Reviewed by L.D.Y.
Hardcover, 192 pages, 2006
Reason for Reading: Like many women, make-up and hair-care products tend to be one of my favourite cheerful (but usually cheap) pick-me-up purchases. It’s fun, but good advice from actual pros is always welcome.
Synopsis: Every woman deserves to feel like she looks good, or has a certain ‘allure’ to her, even if we can’t all be supermodels. Working with the editors of Allure magazine, Wells, the founding editor-in-chief of the publication, walks readers through head-to-toe beauty and makeup tips (and basics) that are broken down into ten chapters: skin care; skin problems; face; eyes; lips; nails; haircut & color; hair care & style; salons & spas; and body.
Why you should read this book: We’ve all felt like we need a new look; maybe a re-examination of the basics; or something more sophisticated and polished; or perhaps something more age-appropriate, and Allure is an excellent guide to turn to for help. It will teach you how to take care of your skin, tell you what products can make a huge impact and which are completely bogus, and give you tips on how to get a timeless, classic look, with a hint of fun that allows you to keep yourself looking like you – but better. Unlike magazines, this book doesn’t mention product names, just ingredients or certain descriptions (‘creamy’ vs. ‘powdery’ for example) to look for in products, so you don’t have to worry that you’ll feel like you just shelled out money for a 200-page advertisement. You might find it a bit more time-consuming in the stores, but your wallet will thank you when you realize you can get drugstore products that are almost chemically identical to luxury brands. Barring any miraculous scientific breakthroughs, Allure should prove to be a classic reference point that will keep you looking good for years to come.

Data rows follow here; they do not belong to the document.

//! Annotation service implementing the command and query driving ports.
//!
//! Applies the completion rule, the inter-pass gate and the freeze on
//! completed records on top of a [`RecordRepository`].

use std::collections::HashMap;
use std::sync::Arc;

use async_trait::async_trait;
use mockable::Clock;
use serde_json::{Map, Value, json};
use tracing::{error, info};

use crate::domain::case_order::permuted;
use crate::domain::ports::{
    AnnotationCommand, AnnotationQuery, CaseAccess, CaseView, CaseViewRequest, Dashboard,
    DashboardCase, DashboardRequest, RecordRepository, RecordRepositoryError, SubmitOutcome,
    SubmitRequest, UserProgress,
};
use crate::domain::{
    AnnotationPayload, CaseCatalogue, CaseId, CompletionRule, Error, PassGate, Progress,
    ProgressSummary, Record, RecordKey, RecordWrite, Username, Variant,
};

/// Reason string returned for writes to unconfigured cases.
pub const CASE_NOT_FOUND_REASON: &str = "case_id not found";

/// Rules applied by [`AnnotationService`].
#[derive(Debug, Clone, Copy, Default, PartialEq, Eq)]
pub struct AnnotationPolicy {
    pub completion_rule: CompletionRule,
    /// Two-pass mode is enabled when a gate is configured.
    pub gate: Option<PassGate>,
}

impl AnnotationPolicy {
    #[must_use]
    pub fn two_pass(&self) -> bool {
        self.gate.is_some()
    }
}

/// Case annotation use-cases over a record repository.
#[derive(Clone)]
pub struct AnnotationService<R> {
    records: Arc<R>,
    catalogue: Arc<CaseCatalogue>,
    policy: AnnotationPolicy,
    clock: Arc<dyn Clock>,
}

impl<R> AnnotationService<R> {
    /// Create a service.
    ///
    /// ```rust,no_run
    /// # use std::sync::Arc;
    /// # use casedesk::domain::{AnnotationPolicy, AnnotationService, CaseCatalogue, CompletionRule};
    /// # use casedesk::outbound::memory::InMemoryRecordRepository;
    /// # use mockable::DefaultClock;
    /// # fn example(catalogue: Arc<CaseCatalogue>) {
    /// let clock = Arc::new(DefaultClock);
    /// let service = AnnotationService::new(
    ///     Arc::new(InMemoryRecordRepository::new(clock.clone())),
    ///     catalogue,
    ///     AnnotationPolicy { completion_rule: CompletionRule::PayloadSize, gate: None },
    ///     clock,
    /// );
    /// # let _ = service;
    /// # }
    /// ```
    pub fn new(
        records: Arc<R>,
        catalogue: Arc<CaseCatalogue>,
        policy: AnnotationPolicy,
        clock: Arc<dyn Clock>,
    ) -> Self {
        Self {
            records,
            catalogue,
            policy,
            clock,
        }
    }
}

pub(crate) fn map_repository_error(err: RecordRepositoryError) -> Error {
    match err {
        RecordRepositoryError::Connection { message } => {
            error!(%message, "record store unreachable");
            Error::service_unavailable("record store unavailable")
        }
        RecordRepositoryError::Query { message } => {
            error!(%message, "record store query failed");
            Error::internal(format!("record store query failed: {message}"))
        }
    }
}

impl<R> AnnotationService<R>
where
    R: RecordRepository,
{
    fn resolve_case(&self, raw: &str, reason: impl FnOnce() -> String) -> Result<CaseId, Error> {
        self.catalogue
            .case(raw)
            .cloned()
            .ok_or_else(|| Error::not_found(reason()))
    }

    fn resolve_user(&self, raw: &str) -> Result<Username, Error> {
        self.catalogue
            .user(raw)
            .cloned()
            .ok_or_else(|| Error::not_found(format!("User: {raw} not found.")))
    }

    fn ensure_variant_enabled(&self, variant: Variant) -> Result<(), Error> {
        if variant == Variant::WithAid && !self.policy.two_pass() {
            return Err(Error::invalid_request(
                "the with-aid pass is not enabled on this server",
            ));
        }
        Ok(())
    }

    async fn fetch(&self, key: &RecordKey) -> Result<Option<Record>, Error> {
        self.records.get(key).await.map_err(map_repository_error)
    }

    /// Deny access to a gated with-aid pass. A no-op for the pass without aid.
    async fn check_gate(&self, key: &RecordKey) -> Result<(), Error> {
        let Some(gate) = self.policy.gate else {
            return Ok(());
        };
        if key.variant != Variant::WithAid {
            return Ok(());
        }
        let first_pass = self.fetch(&key.with_variant(Variant::WithoutAid)).await?;
        gate.check(first_pass.as_ref(), self.clock.utc())
            .map_err(|denial| {
                Error::forbidden(denial.to_string())
                    .with_details(json!({ "code": denial.code() }))
            })
    }

    /// Shared validation of submit and fix.
    async fn prepare_write(
        &self,
        request: &SubmitRequest,
    ) -> Result<(RecordKey, AnnotationPayload), Error> {
        let case_id = self.resolve_case(&request.case_id, || CASE_NOT_FOUND_REASON.to_owned())?;
        self.ensure_variant_enabled(request.variant)?;
        let payload = AnnotationPayload::parse(&request.body)
            .map_err(|err| Error::invalid_request(err.to_string()))?;
        let key = RecordKey::new(request.username.clone(), case_id, request.variant);

        if self.fetch(&key).await?.is_some_and(|record| record.completed) {
            return Err(Error::conflict("record already completed"));
        }
        self.check_gate(&key).await?;
        Ok((key, payload))
    }

    fn stored_values(record: &Record) -> Result<Map<String, Value>, Error> {
        AnnotationPayload::decode_stored(&record.payload).map_err(|err| {
            error!(key = %record.key, error = %err, "stored payload is unreadable");
            Error::internal(format!("stored payload for {} is unreadable", record.key))
        })
    }

    fn summarise(&self, done_without_aid: usize, done_with_aid: usize) -> ProgressSummary {
        let total = self.catalogue.total_cases();
        let without_aid = Progress {
            done: done_without_aid,
            total,
        };
        if self.policy.two_pass() {
            ProgressSummary::TwoPass {
                without_aid,
                with_aid: Progress {
                    done: done_with_aid,
                    total,
                },
            }
        } else {
            ProgressSummary::SinglePass(without_aid)
        }
    }
}

#[async_trait]
impl<R> AnnotationCommand for AnnotationService<R>
where
    R: RecordRepository,
{
    async fn submit(&self, request: SubmitRequest) -> Result<SubmitOutcome, Error> {
        let (key, payload) = self.prepare_write(&request).await?;
        let completed = self
            .policy
            .completion_rule
            .completes_on_submit(payload.item_count(), self.catalogue.item_count());

        let write = RecordWrite {
            key,
            payload: payload.to_stored_bytes(),
            elapsed_time: payload.elapsed_time(),
            completed,
        };
        self.records
            .upsert(&write)
            .await
            .map_err(map_repository_error)?;
        info!(key = %write.key, completed, items = payload.item_count(), "record submitted");
        Ok(SubmitOutcome { completed })
    }

    async fn fix(&self, request: SubmitRequest) -> Result<SubmitOutcome, Error> {
        let (key, payload) = self.prepare_write(&request).await?;
        let stored = payload.to_stored_bytes();
        let mut writes = vec![RecordWrite {
            key: key.clone(),
            payload: stored.clone(),
            elapsed_time: payload.elapsed_time(),
            completed: true,
        }];

        if self.policy.two_pass() && key.variant == Variant::WithoutAid {
            let second_key = key.with_variant(Variant::WithAid);
            // A finished second pass stays frozen.
            let second_pass_done = self
                .fetch(&second_key)
                .await?
                .is_some_and(|record| record.completed);
            if !second_pass_done {
                writes.push(RecordWrite {
                    key: second_key,
                    payload: stored,
                    elapsed_time: 0,
                    completed: false,
                });
            }
        }

        self.records
            .upsert_batch(&writes)
            .await
            .map_err(map_repository_error)?;
        info!(key = %key, seeded = writes.len() > 1, "record fixed");
        Ok(SubmitOutcome { completed: true })
    }

    async fn import_snapshot(&self, records: Vec<Record>) -> Result<usize, Error> {
        self.records
            .import_all(&records)
            .await
            .map_err(map_repository_error)?;
        info!(rows = records.len(), "snapshot imported");
        Ok(records.len())
    }
}

#[async_trait]
impl<R> AnnotationQuery for AnnotationService<R>
where
    R: RecordRepository,
{
    async fn case_view(&self, request: CaseViewRequest) -> Result<CaseView, Error> {
        let username = self.resolve_user(&request.username)?;
        let case_id = self.resolve_case(&request.case_id, || {
            format!("Case \"{}\" not found.", request.case_id)
        })?;
        self.ensure_variant_enabled(request.variant)?;
        let key = RecordKey::new(username, case_id, request.variant);
        let read_only = request.access == CaseAccess::ReadOnly;
        if !read_only {
            self.check_gate(&key).await?;
        }

        let record = self.fetch(&key).await?;
        let (values, elapsed_time, completed, last_update) = match &record {
            Some(record) => (
                Self::stored_values(record)?,
                record.elapsed_time,
                record.completed,
                Some(record.last_update),
            ),
            None => (Map::new(), 0, false, None),
        };
        let reference = if read_only || key.variant == Variant::WithAid {
            self.catalogue
                .reference_for(&key.case_id)
                .map(|answers| answers.clone().into_iter().collect())
        } else {
            None
        };

        Ok(CaseView {
            username: key.username,
            case_id: key.case_id,
            variant: key.variant,
            values,
            elapsed_time,
            completed,
            last_update,
            read_only,
            reference,
            items: self.catalogue.items().to_vec(),
            diagnosis_items: self.catalogue.diagnosis_items().to_vec(),
        })
    }

    async fn dashboard(&self, request: DashboardRequest) -> Result<Dashboard, Error> {
        let username = self.resolve_user(&request.username)?;
        let records = self
            .records
            .list_for_user(&username)
            .await
            .map_err(map_repository_error)?;

        let completion: HashMap<(&CaseId, Variant), bool> = records
            .iter()
            .map(|record| ((&record.key.case_id, record.key.variant), record.completed))
            .collect();
        let done = |variant: Variant| {
            records
                .iter()
                .filter(|record| record.key.variant == variant && record.completed)
                .count()
        };
        let progress = self.summarise(done(Variant::WithoutAid), done(Variant::WithAid));

        let order = match request.seed {
            Some(seed) => permuted(self.catalogue.case_ids(), seed),
            None => self.catalogue.case_ids().to_vec(),
        };
        let is_done = |case_id: &CaseId, variant: Variant| {
            completion
                .get(&(case_id, variant))
                .copied()
                .unwrap_or(false)
        };
        let cases = order
            .into_iter()
            .map(|case_id| DashboardCase {
                completed: is_done(&case_id, Variant::WithoutAid),
                completed_with_aid: self
                    .policy
                    .two_pass()
                    .then(|| is_done(&case_id, Variant::WithAid)),
                case_id,
            })
            .collect();

        Ok(Dashboard {
            username,
            cases,
            progress: progress.to_string(),
        })
    }

    async fn users_overview(&self) -> Result<Vec<UserProgress>, Error> {
        let mut overview = Vec::new();
        for username in self.catalogue.annotators() {
            let without_aid = self
                .records
                .count_completed(username, Variant::WithoutAid)
                .await
                .map_err(map_repository_error)?;
            let with_aid = if self.policy.two_pass() {
                self.records
                    .count_completed(username, Variant::WithAid)
                    .await
                    .map_err(map_repository_error)?
            } else {
                0
            };
            let summary = self.summarise(without_aid, with_aid);
            overview.push(UserProgress {
                username: username.clone(),
                progress: summary.to_string(),
                completed: summary.is_finished(),
            });
        }
        Ok(overview)
    }

    async fn export_snapshot(&self) -> Result<Vec<Record>, Error> {
        self.records.export_all().await.map_err(map_repository_error)
    }
}

#[cfg(test)]
#[path = "annotation_service_tests.rs"]
mod tests;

Why you should avoid this book: Despite the introduction touting how the industry has embraced racial and ethnic diversity, this book doesn’t offer much to anyone who’s not white, either in its pictures or its advice – something like Iman’s The Beauty of Color might prove more useful. Ditto on the age factor, because you’re going to want something more specialized after a certain age (one I’ll leave to your own choosing). A few diagrams could have gone a long way in the make-up sections for the sake of those (teens especially) using this as a starter-guide, especially since photo-shoots don’t really follow the subtle looks that are usually required for every-day make-up wear.
About three hours into my first day at a fashion magazine – testing lipsticks on the back of my hand, cataloging bottles of fragrance – I realized I’d found my true calling. Anyone who knew me before that moment would have laughed at such a thought; I was an unlikely candidate for beauty editor (well, beauty editor’s assistant). At twenty-two, I came late to lip gloss, rarely did much more to my hair than wash and brush it, and had never once surrendered my nails to a professional. I admitted none of this to my skillfully made-up, perfectly manicured boss.

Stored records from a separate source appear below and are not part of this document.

use std::net::SocketAddr;
use std::sync::Arc;
use std::time::Instant;

use axum::{
    body,
    extract::{ConnectInfo, Request, State},
    http::{header, HeaderMap, StatusCode},
    middleware::{self, Next},
    response::{IntoResponse, Response},
    routing::{get, post},
    Json, Router,
};
use log::{error, info, warn};

use crate::config::{Config, SourceIpMode, TargetMode};
use crate::provider::{self, ProviderError, RecordStore};
use crate::validate::{self, ValidationError};

const NOT_ENOUGH_DATA: &str = "Not enough data to update";
const UNABLE_TO_VALIDATE: &str = "Unable to validate";
const ACCEPTED: &str = "Call to update accepted";

pub struct AppState {
    pub source_ip: SourceIpMode,
    pub target: TargetMode,
    pub max_body_bytes: usize,
    pub store: Arc<dyn RecordStore>,
}

impl AppState {
    pub fn new(config: &Config, store: Arc<dyn RecordStore>) -> Self {
        Self {
            source_ip: config.server.source_ip,
            target: config.target_mode(),
            max_body_bytes: config.server.max_body_bytes,
            store,
        }
    }
}

pub fn create_router(state: AppState) -> Router {
    Router::new()
        .route("/update", post(update_dns))
        .route("/health", get(health_check))
        .layer(middleware::from_fn(access_log))
        .with_state(Arc::new(state))
}

async fn access_log(request: Request, next: Next) -> Response {
    let start = Instant::now();

    // Extract request info
    let method = request.method().clone();
    let uri = request.uri();
    let path = match uri.query() {
        Some(q) => format!("{}?{}", uri.path(), q),
        None => uri.path().to_string(),
    };
    let user_agent = request
        .headers()
        .get("user-agent")
        .and_then(|v| v.to_str().ok())
        .unwrap_or("-")
        .to_string();
    let ip = forwarded_ip(request.headers())
        .or_else(|| peer_ip(&request))
        .unwrap_or_else(|| "-".to_string());

    // Process request
    let response = next.run(request).await;

    // Extract response info
    let status = response.status().as_u16();
    let length = response
        .headers()
        .get("content-length")
        .and_then(|v| v.to_str().ok())
        .unwrap_or("-");

    let duration = start.elapsed();

    // Access log format: method path "user-agent" ip status length duration
    info!(
        target: "access",
        "{} {} \"{}\" {} {} {} {:.3}ms",
        method, path, user_agent, ip, status, length, duration.as_secs_f64() * 1000.0
    );

    response
}

async fn health_check() -> impl IntoResponse {
    Json(serde_json::json!({
        "status": "ok"
    }))
}

async fn update_dns(State(state): State<Arc<AppState>>, request: Request) -> Response {
    let observed = match state.source_ip {
        SourceIpMode::Forwarded => forwarded_ip(request.headers()),
        SourceIpMode::Peer => peer_ip(&request),
    }
    .unwrap_or_default();

    let body = match body::to_bytes(request.into_body(), state.max_body_bytes).await {
        Ok(bytes) => bytes,
        Err(e) => return rejection(ValidationError::MalformedBody(e.to_string())),
    };

    let validated = match &state.target {
        TargetMode::RequestSupplied => validate::validate(&body, &observed),
        target => validate::validate_for(&body, &observed, target),
    };
    let req = match validated {
        Ok(req) => req,
        Err(e) => return rejection(e),
    };

    match provider::update(state.store.as_ref(), &req).await {
        Ok(ack) => {
            info!(
                "DNS update accepted: {} -> {} (change {}, status {})",
                req.target_hostname,
                req.claimed_ip,
                ack.change_id.as_deref().unwrap_or("-"),
                ack.status.as_deref().unwrap_or("-")
            );
            text(StatusCode::ACCEPTED, ACCEPTED.to_string())
        }
        Err(e) => failure(e),
    }
}

fn rejection(err: ValidationError) -> Response {
    warn!("Rejected update request: {}", err);

    match err {
        ValidationError::MissingSourceIp
        | ValidationError::EmptyBody
        | ValidationError::MissingField(_) => {
            text(StatusCode::BAD_REQUEST, NOT_ENOUGH_DATA.to_string())
        }
        ValidationError::InvalidAddress(ip) => {
            text(StatusCode::BAD_REQUEST, format!("Invalid IP address: {}", ip))
        }
        // Parse failures answer 500, as deployed clients already expect.
        ValidationError::MalformedBody(message) => text(StatusCode::INTERNAL_SERVER_ERROR, message),
        ValidationError::IdentityMismatch { .. } | ValidationError::TargetMismatch { .. } => {
            text(StatusCode::INTERNAL_SERVER_ERROR, UNABLE_TO_VALIDATE.to_string())
        }
    }
}

fn failure(err: ProviderError) -> Response {
    error!("DNS update failed: {}", err);
    text(StatusCode::INTERNAL_SERVER_ERROR, err.to_string())
}

fn text(status: StatusCode, body: String) -> Response {
    (status, [(header::CONTENT_TYPE, "text/html")], body).into_response()
}

/// First hop of `X-Forwarded-For`, falling back to `X-Real-IP`.
fn forwarded_ip(headers: &HeaderMap) -> Option<String> {
    headers
        .get("x-forwarded-for")
        .and_then(|v| v.to_str().ok())
        .map(|s| s.split(',').next().unwrap_or("").trim().to_string())
        .filter(|s| !s.is_empty())
        .or_else(|| {
            headers
                .get("x-real-ip")
                .and_then(|v| v.to_str().ok())
                .map(|s| s.trim().to_string())
                .filter(|s| !s.is_empty())
        })
}

fn peer_ip(request: &Request) -> Option<String> {
    request
        .extensions()
        .get::<ConnectInfo<SocketAddr>>()
        // Dual-stack listeners report IPv4 peers as `::ffff:a.b.c.d`.
        .map(|ConnectInfo(addr)| addr.ip().to_canonical().to_string())
}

The famous rule about getting ready, then removing one accessory before you leave the house applies just as well to makeup. After you’ve done your face, turn away from the mirror, then quickly look back. You might be surprised to see that your blush suddenly looks too bright, or the shimmer on your eyes is more disco than dazzling. A light dusting of powder will tone it down.

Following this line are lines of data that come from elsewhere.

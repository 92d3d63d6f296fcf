mod api;
mod config;
mod provider;
mod validate;

use std::net::SocketAddr;
use std::sync::Arc;

use anyhow::{Context, Result};
use clap::Parser;
use log::{info, warn};

use crate::config::{SourceIpMode, TargetMode};
use crate::provider::route53::Route53Store;

#[derive(Parser, Debug)]
#[command(name = "route53-ddns")]
#[command(about = "A dynamic DNS update endpoint backed by Amazon Route 53")]
struct Args {
    /// Path to the configuration file
    #[arg(short, long, default_value = "config.toml")]
    config: String,
}

#[tokio::main]
async fn main() -> Result<()> {
    // Parse command line arguments
    let args = Args::parse();

    // Load configuration first (before logger init)
    let config = config::Config::load(&args.config)?;

    // Initialize logger with config log level (env var takes precedence)
    env_logger::Builder::from_env(
        env_logger::Env::default().default_filter_or(&config.server.log_level)
    ).init();

    info!("Loading configuration from: {}", args.config);
    match config.target_mode() {
        TargetMode::Fixed { hosted_zone, hostname } => {
            info!("Target pinned to {} in hosted zone {}", hostname, hosted_zone)
        }
        TargetMode::RequestSupplied => info!("Target zone and hostname taken from each request"),
    }
    if config.server.source_ip == SourceIpMode::Forwarded {
        warn!("Caller identity is taken from X-Forwarded-For; only expose this behind a trusted proxy");
    }

    let store = Route53Store::from_config(&config.route53).await;
    info!("Route 53 calls time out after {:?}", config.route53.timeout());

    // Create router
    let app = api::create_router(api::AppState::new(&config, Arc::new(store)));

    // Start server
    let addr = format!("{}:{}", config.server.host, config.server.port);
    let listener = tokio::net::TcpListener::bind(&addr)
        .await
        .with_context(|| format!("Failed to bind {}", addr))?;

    info!("Server listening on http://{}", addr);
    info!("DDNS endpoint: POST /update");

    axum::serve(
        listener,
        app.into_make_service_with_connect_info::<SocketAddr>(),
    )
    .await?;

    Ok(())
}
//! Link and sensitive-data extraction from script blocks.
//!
//! - `script`: the per-block extractor (pure, infallible)
//! - `coordinator`: concurrent fan-out with a join barrier

mod coordinator;
mod script;
mod types;

pub use coordinator::extract_all;
pub use script::{extract_script, find_links, find_sensitive};
pub use types::{Finding, ResultSet, ScriptBlock, ScriptExtraction};
//! Application configuration and constants.
//!
//! This module provides:
//! - Configuration constants (timeouts, detector patterns, etc.)
//! - CLI option types and parsing

mod constants;
mod types;

pub use constants::*;
pub use types::{Config, LogFormat, LogLevel};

Women with limp hair have an excellent excuse for being cheap: Many inexpensive shampoos are actually perfect for your hair because of their higher levels of detergent. When lathered only at the scalp, they wash away excess oil that weighs hair down – and might even allow you to skip a day in between.
Also recommended: Don’t Go to the Cosmetics Counter Without Me by Paula Begoun.
Also by this author: Allure is Wells’ first book.